##### Entries shown
//! Descriptive statistics, Pearson correlation and bivariate OLS.
//!
//! Every function takes columns of optional values and ignores missing
//! entries. Degenerate inputs (fewer than two values, zero variance) yield
//! 0.0 rather than an error.

use std::collections::BTreeMap;

use serde::Serialize;

pub fn present(column: &[Option<f64>]) -> Vec<f64> {
    column.iter().flatten().copied().collect()
}

/// Rows where both columns are present.
pub fn pairwise_complete(a: &[Option<f64>], b: &[Option<f64>]) -> (Vec<f64>, Vec<f64>) {
    a.iter()
        .zip(b.iter())
        .filter_map(|(x, y)| Some(((*x)?, (*y)?)))
        .unzip()
}

pub fn mean(values: &[f64]) -> f64 {
    if values.is_empty() {
        return 0.0;
    }
    values.iter().sum::<f64>() / values.len() as f64
}

/// Sample standard deviation (n - 1 denominator); 0.0 below two values.
pub fn stddev(values: &[f64]) -> f64 {
    if values.len() < 2 {
        return 0.0;
    }
    let m = mean(values);
    let ss: f64 = values.iter().map(|v| (v - m).powi(2)).sum();
    (ss / (values.len() - 1) as f64).sqrt()
}

pub fn min(values: &[f64]) -> Option<f64> {
    values.iter().copied().reduce(f64::min)
}

pub fn max(values: &[f64]) -> Option<f64> {
    values.iter().copied().reduce(f64::max)
}

#[derive(Debug, Clone, PartialEq, Serialize)]
pub struct DescriptiveStat {
    pub variable: String,
    pub n: usize,
    pub mean: f64,
    pub stddev: f64,
    pub min: f64,
    pub max: f64,
}

/// `None` when the column has no values at all.
pub fn describe(variable: &str, column: &[Option<f64>]) -> Option<DescriptiveStat> {
    let values = present(column);
    Some(DescriptiveStat {
        variable: variable.to_string(),
        n: values.len(),
        mean: mean(&values),
        stddev: stddev(&values),
        min: min(&values)?,
        max: max(&values)?,
    })
}

fn pearson(x: &[f64], y: &[f64]) -> f64 {
    if x.len() < 2 {
        return 0.0;
    }
    let mx = mean(x);
    let my = mean(y);
    // Deviations are scaled into [-1, 1] so the sums of squares stay finite.
    let sx = max_abs_deviation(x, mx);
    let sy = max_abs_deviation(y, my);
    if sx == 0.0 || sy == 0.0 || !sx.is_finite() || !sy.is_finite() {
        return 0.0;
    }
    let mut sxy = 0.0;
    let mut sxx = 0.0;
    let mut syy = 0.0;
    for (a, b) in x.iter().zip(y) {
        let dx = (a - mx) / sx;
        let dy = (b - my) / sy;
        sxy += dx * dy;
        sxx += dx * dx;
        syy += dy * dy;
    }
    let den = (sxx * syy).sqrt();
    if den == 0.0 {
        0.0
    } else {
        (sxy / den).clamp(-1.0, 1.0)
    }
}

fn max_abs_deviation(values: &[f64], center: f64) -> f64 {
    values.iter().map(|v| (v - center).abs()).fold(0.0, f64::max)
}

/// Pearson correlation over pairwise-complete cases.
pub fn correlation(a: &[Option<f64>], b: &[Option<f64>]) -> f64 {
    let (x, y) = pairwise_complete(a, b);
    pearson(&x, &y)
}

#[derive(Debug, Clone, PartialEq, Serialize)]
pub struct CorrelationMatrix {
    pub variables: Vec<String>,
    pub values: Vec<Vec<f64>>,
}

impl CorrelationMatrix {
    pub fn len(&self) -> usize {
        self.variables.len()
    }

    pub fn is_empty(&self) -> bool {
        self.variables.is_empty()
    }

    pub fn get(&self, i: usize, j: usize) -> f64 {
        self.values[i][j]
    }
}

/// Correlation of every pair in `columns`, each unordered pair computed once.
pub fn correlation_matrix(columns: &[(String, Vec<Option<f64>>)]) -> CorrelationMatrix {
    let n = columns.len();
    let mut values = vec![vec![0.0; n]; n];
    for i in 0..n {
        for j in i..n {
            let r = correlation(&columns[i].1, &columns[j].1);
            values[i][j] = r;
            values[j][i] = r;
        }
    }
    CorrelationMatrix {
        variables: columns.iter().map(|(name, _)| name.clone()).collect(),
        values,
    }
}

#[derive(Debug, Clone, PartialEq, Serialize)]
pub struct RegressionFit {
    pub predictor: String,
    pub response: String,
    pub intercept: f64,
    pub slope: f64,
    pub r_squared: f64,
    pub n: usize,
    /// Residual standard error, sqrt(SS_res / (n - 2)); 0.0 when n <= 2.
    pub residual_se: f64,
    defined: bool,
}

impl RegressionFit {
    /// False when the predictor had no variance or fewer than two pairs were usable.
    pub fn is_defined(&self) -> bool {
        self.defined
    }
}

/// Least-squares fit of `response` on `predictor` over pairwise-complete cases.
pub fn simple_regression(
    predictor: &str,
    response: &str,
    x: &[Option<f64>],
    y: &[Option<f64>],
) -> RegressionFit {
    let (xs, ys) = pairwise_complete(x, y);
    let n = xs.len();
    let undefined = RegressionFit {
        predictor: predictor.to_string(),
        response: response.to_string(),
        intercept: 0.0,
        slope: 0.0,
        r_squared: 0.0,
        n,
        residual_se: 0.0,
        defined: false,
    };
    if n < 2 {
        return undefined;
    }

    let mx = mean(&xs);
    let my = mean(&ys);
    let num: f64 = xs.iter().zip(&ys).map(|(a, b)| (a - mx) * (b - my)).sum();
    let den: f64 = xs.iter().map(|a| (a - mx).powi(2)).sum();
    if den == 0.0 {
        return undefined;
    }

    let slope = num / den;
    let intercept = my - slope * mx;
    let ss_res: f64 = xs
        .iter()
        .zip(&ys)
        .map(|(a, b)| (b - (intercept + slope * a)).powi(2))
        .sum();
    let ss_tot: f64 = ys.iter().map(|b| (b - my).powi(2)).sum();
    let r_squared = if ss_tot == 0.0 { 0.0 } else { 1.0 - ss_res / ss_tot };
    let residual_se = if n > 2 {
        (ss_res / (n - 2) as f64).sqrt()
    } else {
        0.0
    };

    RegressionFit {
        intercept,
        slope,
        r_squared,
        residual_se,
        defined: true,
        ..undefined
    }
}

/// Mean and observation count per group, keeping groups with at least `min_count` values.
pub fn group_means(groups: &BTreeMap<String, Vec<f64>>, min_count: usize) -> Vec<(String, f64, usize)> {
    groups
        .iter()
        .filter(|(_, vs)| !vs.is_empty() && vs.len() >= min_count)
        .map(|(k, vs)| (k.clone(), mean(vs), vs.len()))
        .collect()
}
##########
Every record above needs to be restated exactly.

## Answer section
//! Descriptive statistics, Pearson correlation and bivariate OLS.
//!
//! Every function takes columns of optional values and ignores missing
//! entries. Degenerate inputs (fewer than two values, zero variance) yield
//! 0.0 rather than an error.

use std::collections::BTreeMap;

use serde::Serialize;

pub fn present(column: &[Option<f64>]) -> Vec<f64> {
    column.iter().flatten().copied().collect()
}

/// Rows where both columns are present.
pub fn pairwise_complete(a: &[Option<f64>], b: &[Option<f64>]) -> (Vec<f64>, Vec<f64>) {
    a.iter()
        .zip(b.iter())
        .filter_map(|(x, y)| Some(((*x)?, (*y)?)))
        .unzip()
}

pub fn mean(values: &[f64]) -> f64 {
    if values.is_empty() {
        return 0.0;
    }
    values.iter().sum::<f64>() / values.len() as f64
}

/// Sample standard deviation (n - 1 denominator); 0.0 below two values.
pub fn stddev(values: &[f64]) -> f64 {
    if values.len() < 2 {
        return 0.0;
    }
    let m = mean(values);
    let ss: f64 = values.iter().map(|v| (v - m).powi(2)).sum();
    (ss / (values.len() - 1) as f64).sqrt()
}

pub fn min(values: &[f64]) -> Option<f64> {
    values.iter().copied().reduce(f64::min)
}

pub fn max(values: &[f64]) -> Option<f64> {
    values.iter().copied().reduce(f64::max)
}

#[derive(Debug, Clone, PartialEq, Serialize)]
pub struct DescriptiveStat {
    pub variable: String,
    pub n: usize,
    pub mean: f64,
    pub stddev: f64,
    pub min: f64,
    pub max: f64,
}

/// `None` when the column has no values at all.
pub fn describe(variable: &str, column: &[Option<f64>]) -> Option<DescriptiveStat> {
    let values = present(column);
    Some(DescriptiveStat {
        variable: variable.to_string(),
        n: values.len(),
        mean: mean(&values),
        stddev: stddev(&values),
        min: min(&values)?,
        max: max(&values)?,
    })
}

fn pearson(x: &[f64], y: &[f64]) -> f64 {
    if x.len() < 2 {
        return 0.0;
    }
    let mx = mean(x);
    let my = mean(y);
    // Deviations are scaled into [-1, 1] so the sums of squares stay finite.
    let sx = max_abs_deviation(x, mx);
    let sy = max_abs_deviation(y, my);
    if sx == 0.0 || sy == 0.0 || !sx.is_finite() || !sy.is_finite() {
        return 0.0;
    }
    let mut sxy = 0.0;
    let mut sxx = 0.0;
    let mut syy = 0.0;
    for (a, b) in x.iter().zip(y) {
        let dx = (a - mx) / sx;
        let dy = (b - my) / sy;
        sxy += dx * dy;
        sxx += dx * dx;
        syy += dy * dy;
    }
    let den = (sxx * syy).sqrt();
    if den == 0.0 {
        0.0
    } else {
        (sxy / den).clamp(-1.0, 1.0)
    }
}

fn max_abs_deviation(values: &[f64], center: f64) -> f64 {
    values.iter().map(|v| (v - center).abs()).fold(0.0, f64::max)
}

/// Pearson correlation over pairwise-complete cases.
pub fn correlation(a: &[Option<f64>], b: &[Option<f64>]) -> f64 {
    let (x, y) = pairwise_complete(a, b);
    pearson(&x, &y)
}

#[derive(Debug, Clone, PartialEq, Serialize)]
pub struct CorrelationMatrix {
    pub variables: Vec<String>,
    pub values: Vec<Vec<f64>>,
}

impl CorrelationMatrix {
    pub fn len(&self) -> usize {
        self.variables.len()
    }

    pub fn is_empty(&self) -> bool {
        self.variables.is_empty()
    }

    pub fn get(&self, i: usize, j: usize) -> f64 {
        self.values[i][j]
    }
}

/// Correlation of every pair in `columns`, each unordered pair computed once.
pub fn correlation_matrix(columns: &[(String, Vec<Option<f64>>)]) -> CorrelationMatrix {
    let n = columns.len();
    let mut values = vec![vec![0.0; n]; n];
    for i in 0..n {
        for j in i..n {
            let r = correlation(&columns[i].1, &columns[j].1);
            values[i][j] = r;
            values[j][i] = r;
        }
    }
    CorrelationMatrix {
        variables: columns.iter().map(|(name, _)| name.clone()).collect(),
        values,
    }
}

#[derive(Debug, Clone, PartialEq, Serialize)]
pub struct RegressionFit {
    pub predictor: String,
    pub response: String,
    pub intercept: f64,
    pub slope: f64,
    pub r_squared: f64,
    pub n: usize,
    /// Residual standard error, sqrt(SS_res / (n - 2)); 0.0 when n <= 2.
    pub residual_se: f64,
    defined: bool,
}

impl RegressionFit {
    /// False when the predictor had no variance or fewer than two pairs were usable.
    pub fn is_defined(&self) -> bool {
        self.defined
    }
}

/// Least-squares fit of `response` on `predictor` over pairwise-complete cases.
pub fn simple_regression(
    predictor: &str,
    response: &str,
    x: &[Option<f64>],
    y: &[Option<f64>],
) -> RegressionFit {
    let (xs, ys) = pairwise_complete(x, y);
    let n = xs.len();
    let undefined = RegressionFit {
        predictor: predictor.to_string(),
        response: response.to_string(),
        intercept: 0.0,
        slope: 0.0,
        r_squared: 0.0,
        n,
        residual_se: 0.0,
        defined: false,
    };
    if n < 2 {
        return undefined;
    }

    let mx = mean(&xs);
    let my = mean(&ys);
    let num: f64 = xs.iter().zip(&ys).map(|(a, b)| (a - mx) * (b - my)).sum();
    let den: f64 = xs.iter().map(|a| (a - mx).powi(2)).sum();
    if den == 0.0 {
        return undefined;
    }

    let slope = num / den;
    let intercept = my - slope * mx;
    let ss_res: f64 = xs
        .iter()
        .zip(&ys)
        .map(|(a, b)| (b - (intercept + slope * a)).powi(2))
        .sum();
    let ss_tot: f64 = ys.iter().map(|b| (b - my).powi(2)).sum();
    let r_squared = if ss_tot == 0.0 { 0.0 } else { 1.0 - ss_res / ss_tot };
    let residual_se = if n > 2 {
        (ss_res / (n - 2) as f64).sqrt()
    } else {
        0.0
    };

    RegressionFit {
        intercept,
        slope,
        r_squared,
        residual_se,
        defined: true,
        ..undefined
    }
}

/// Mean and observation count per group, keeping groups with at least `min_count` values.
pub fn group_means(groups: &BTreeMap<String, Vec<f64>>, min_count: usize) -> Vec<(String, f64, usize)> {
    groups
        .iter()
        .filter(|(_, vs)| !vs.is_empty() && vs.len() >= min_count)
        .map(|(k, vs)| (k.clone(), mean(vs), vs.len()))
        .collect()
}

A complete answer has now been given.